|Water Street, Liverpool, England, circa mid-1850's|
A report of the evening's celebration in a local newspaper makes reference to Keogh and Keily's contribution to the occasion: Father Nugent...saw also on the platform two men who fought nobly in the Pope's Brigade...The gallant defenders of the Pope, at the request of Father Nugent, advanced to the front of the platform, and were enthusiastically cheered. One of them, Lieutenant Myles William Keogh addressed the meeting, and stated that he had only a few hours since arrived in Liverpool from Rome, and hearing that the festival was being celebrated, he hastened to be present (applause). Ten days before he had the pleasure of having an audience with the Pope...Mr. Keogh referred to the festival they were celebrating, and said that "so long as they cherished the glorious reminiscences which belonged to their country, Ireland would never perish. It might be longer or shorter, but sooner or later Ireland would have her own."
On the 19th of March, the 'Kangaroo' stood ready to sail and was boarded by Keogh and Keily. Joseph O'Keeffe would sail the following week aboard the SS 'Etna'.
The following day, the two Irishmen got as close to Ireland than they had been in two years - the SS 'Kangaroo' docked in Queenstown, County Cork (now called Cobh) to pick up passengers. A ship called Titanic would similarly dock at Queenstown to collect passengers approximately 50 years later.
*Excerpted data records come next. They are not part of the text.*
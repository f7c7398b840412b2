//! Human-readable report formatting.

use schemars::JsonSchema;
use serde::Serialize;

use crate::analysis::QualitativeAnalysis;
use crate::assumptions::SolarAssumptions;
use crate::estimate::NumericEstimate;

/// Placeholder for a field the model did not return.
pub const NOT_AVAILABLE: &str = "N/A";

const DISCLAIMER: &[&str] = &[
    "These calculations are simplified and based on hypothetical averages and qualitative AI assessments. For precise figures, a real-world tool would require:",
    "- Exact roof dimensions and angles (from precise image processing or CAD data).",
    "- Detailed local solar irradiance data (from geographical APIs).",
    "- Real-time local electricity rates and incentive programs.",
    "- Specific solar panel models and up-to-date installation costs.",
];

/// Display strings for one analysis and its estimate.
#[derive(Debug, Clone, PartialEq, Eq, Serialize, JsonSchema)]
pub struct AnalysisReport {
    pub roof_shape: String,
    pub main_obstacles: String,
    pub sunlight_exposure: String,
    pub usable_area: String,
    pub overall_assessment: String,
    pub usable_area_sq_ft: String,
    pub panel_count: String,
    pub system_size: String,
    pub yearly_energy: String,
    pub system_cost: String,
    pub yearly_savings: String,
    pub payback_period: String,
    pub notes: Vec<String>,
}

impl AnalysisReport {
    pub fn new(
        analysis: &QualitativeAnalysis,
        estimate: &NumericEstimate,
        assumptions: &SolarAssumptions,
    ) -> Self {
        let currency = &assumptions.currency_symbol;

        let main_obstacles = match analysis.main_obstacles.as_deref() {
            Some(items) if !items.is_empty() => items.join(", "),
            _ => "None".to_string(),
        };

        Self {
            roof_shape: verbatim(analysis.roof_shape.as_deref()),
            main_obstacles,
            sunlight_exposure: capitalized(analysis.sunlight_exposure.as_deref()),
            usable_area: capitalized(analysis.usable_area_qualitative.as_deref()),
            overall_assessment: verbatim(analysis.overall_assessment.as_deref()),
            usable_area_sq_ft: format!("{:.0} sq ft", f64::from(estimate.usable_area_sq_ft)),
            panel_count: estimate.panel_count.to_string(),
            system_size: format!("{:.2} kW", estimate.system_size_kw),
            yearly_energy: format!("{:.0} kWh", estimate.yearly_kwh),
            system_cost: format!("{}{:.2}", currency, estimate.system_cost),
            yearly_savings: format!("{}{:.2}", currency, estimate.yearly_savings),
            payback_period: estimate.roi_years.to_string(),
            notes: DISCLAIMER.iter().map(|s| s.to_string()).collect(),
        }
    }

    /// Render the full plain-text report.
    pub fn render_text(&self) -> String {
        let mut lines = vec![
            "Rooftop Analysis:".to_string(),
            format!("  Roof Shape: {}", self.roof_shape),
            format!("  Main Obstacles: {}", self.main_obstacles),
            format!("  Sunlight Exposure: {}", self.sunlight_exposure),
            format!("  Usable Area (Qualitative): {}", self.usable_area),
            format!("  Overall Assessment: {}", self.overall_assessment),
            String::new(),
            "Simplified Solar Potential Estimates:".to_string(),
            format!("  Estimated Usable Roof Area: {}", self.usable_area_sq_ft),
            format!("  Estimated Optimal Panel Count: {}", self.panel_count),
            format!("  Estimated System Size: {}", self.system_size),
            format!("  Estimated Yearly Energy Production: {}", self.yearly_energy),
            format!("  Estimated System Cost: {}", self.system_cost),
            format!("  Estimated Yearly Savings: {}", self.yearly_savings),
            format!("  Estimated ROI (Payback Period): {}", self.payback_period),
            String::new(),
            "Important Note on Estimates:".to_string(),
        ];
        lines.extend(self.notes.iter().cloned());
        lines.join("\n")
    }
}

fn verbatim(value: Option<&str>) -> String {
    value.unwrap_or(NOT_AVAILABLE).to_string()
}

fn capitalized(value: Option<&str>) -> String {
    value.map(capitalize).unwrap_or_else(|| NOT_AVAILABLE.to_string())
}

/// Uppercase the first character and lowercase the rest.
fn capitalize(value: &str) -> String {
    let mut chars = value.chars();
    match chars.next() {
        Some(first) => first.to_uppercase().chain(chars.flat_map(char::to_lowercase)).collect(),
        None => String::new(),
    }
}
The local paper reported the SS Kangaroo's arrival along with a 'charming' description of the women who boarded;
Source - The Cork Examiner, 20 March 1862 -
ARRIVAL OF THE KANGAROO.
THE steam-ship Kangaroo, outward bound, arrived in the harbour this morning. She took on board 132 passengers, principally females of the humble class in life.
The journey across the Atlantic would take almost two weeks and the vessel docked in New York at 5 p.m. on April 1st, 1862. Keogh and Keily were only among 11 passengers who occupied the first class cabins.